A hero that changed the course of history forever.

This isn’t to say the show’s ending couldn’t have been filled heartbreak and tragedy (with a surprise or two thrown in). Perhaps during her showdown with the Night King, Danny may have been confronted with how fragile her mind was becoming, how she was now only a heartbeat away from unleashing the destructive power she had at her fingertips upon the world. Perhaps she could have kept the madness at bay-with the help of the advisors and allies she collected along the way-long enough to bring down the Lannisters and destroy the wheel she had come to despise. Perhaps she would ultimately sacrifice herself in the name of freeing the Seven Kingdoms, leaving Jon Snow or Sansa Stark on the Throne to make and protect a better world. There still would have been a lot of storytelling potential. And a hell of a better ending.

Daenerys wasn’t the only character Game of Thrones failed. Jon Snow was reduced to a shell of the leader he had become. Tyrion was pointless, messing up every decision he made.

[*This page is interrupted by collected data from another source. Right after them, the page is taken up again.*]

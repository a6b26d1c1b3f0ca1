use serde::{Deserialize, Serialize};
use uuid::Uuid;

/// One entry of the backend's `messagesHistory`. The backend has no system
/// role; `from` is "you" for user turns and "assistant" for model turns.
#[derive(Debug, Clone, PartialEq, Serialize, Deserialize)]
pub struct TalkAiMessage {
    pub id: String,
    pub from: String,
    pub content: String,
}

impl TalkAiMessage {
    pub fn from_user(content: String) -> Self {
        Self::new("you", content)
    }

    pub fn from_assistant(content: String) -> Self {
        Self::new("assistant", content)
    }

    fn new(from: &str, content: String) -> Self {
        TalkAiMessage {
            id: Uuid::new_v4().to_string(),
            from: from.to_string(),
            content,
        }
    }
}

/// Generation settings sent alongside the history. Both fields are resolved
/// to concrete values before this struct is built; the backend never sees an
/// absent temperature.
#[derive(Debug, Clone, PartialEq, Serialize, Deserialize)]
pub struct TalkAiSettings {
    pub model: String,
    pub temperature: f64,
}

/// The backend request payload for `POST /chat/send/`.
#[derive(Debug, Clone, Serialize, Deserialize)]
pub struct TalkAiRequest {
    #[serde(rename = "type")]
    pub request_type: String,

    #[serde(rename = "messagesHistory")]
    pub messages_history: Vec<TalkAiMessage>,

    pub settings: TalkAiSettings,
}

impl TalkAiRequest {
    pub fn chat(messages_history: Vec<TalkAiMessage>, settings: TalkAiSettings) -> Self {
        TalkAiRequest {
            request_type: "chat".to_string(),
            messages_history,
            settings,
        }
    }
}

#[cfg(test)]
mod tests {
    use super::*;

    #[test]
    fn test_serialize_request_field_names() {
        let req = TalkAiRequest::chat(
            vec![TalkAiMessage::from_user("Hello".to_string())],
            TalkAiSettings {
                model: "claude-opus-4-1-20250805".to_string(),
                temperature: 0.7,
            },
        );

        let json = serde_json::to_value(&req).unwrap();
        assert_eq!(json["type"], "chat");
        assert_eq!(json["messagesHistory"][0]["from"], "you");
        assert!(json["messagesHistory"][0]["id"].is_string());
        assert_eq!(json["settings"]["model"], "claude-opus-4-1-20250805");
        assert_eq!(json["settings"]["temperature"], 0.7);
    }

    #[test]
    fn test_message_ids_are_unique() {
        let a = TalkAiMessage::from_user("a".to_string());
        let b = TalkAiMessage::from_user("b".to_string());
        assert_ne!(a.id, b.id);
    }

    #[test]
    fn test_from_values() {
        assert_eq!(TalkAiMessage::from_user(String::new()).from, "you");
        assert_eq!(TalkAiMessage::from_assistant(String::new()).from, "assistant");
    }
}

Varys was utterly wasted. And whatever happened to the story line of The Lord of Light and the prophecy of Azor Ahai, the Prince Who Was Promised? They were just ignored entirely. And after building him up for seven seasons, the Night King turned out to be little more than a glorified ghoul, tossed aside because the plot no longer called for him.

But Daenerys was by far the character who was wronged the most. And that failure is the show’s greatest crime. It is perhaps why so many of us will never be able to forgive it. It is why so many of us will be forever haunted by the wasted potential of one of the most popular television shows of our lifetime. 

In the end, we got a Westeros that returned to the status quo, short a few Houses and one kingdom but run the same way it always was. The Iron Throne was occupied by everyone’s last choice and it’s system to choose new kings was an invitation for civil war. All in all, Westeros was just as bad (if not worse) than when Danny and her extensive (but failed) resume arrived.

Eight seasons of bloodshed and intrigue and victory only to come full circle. It was intellectually lazy storytelling and mediocrity at its worst.

And ultimately, it was unforgivable.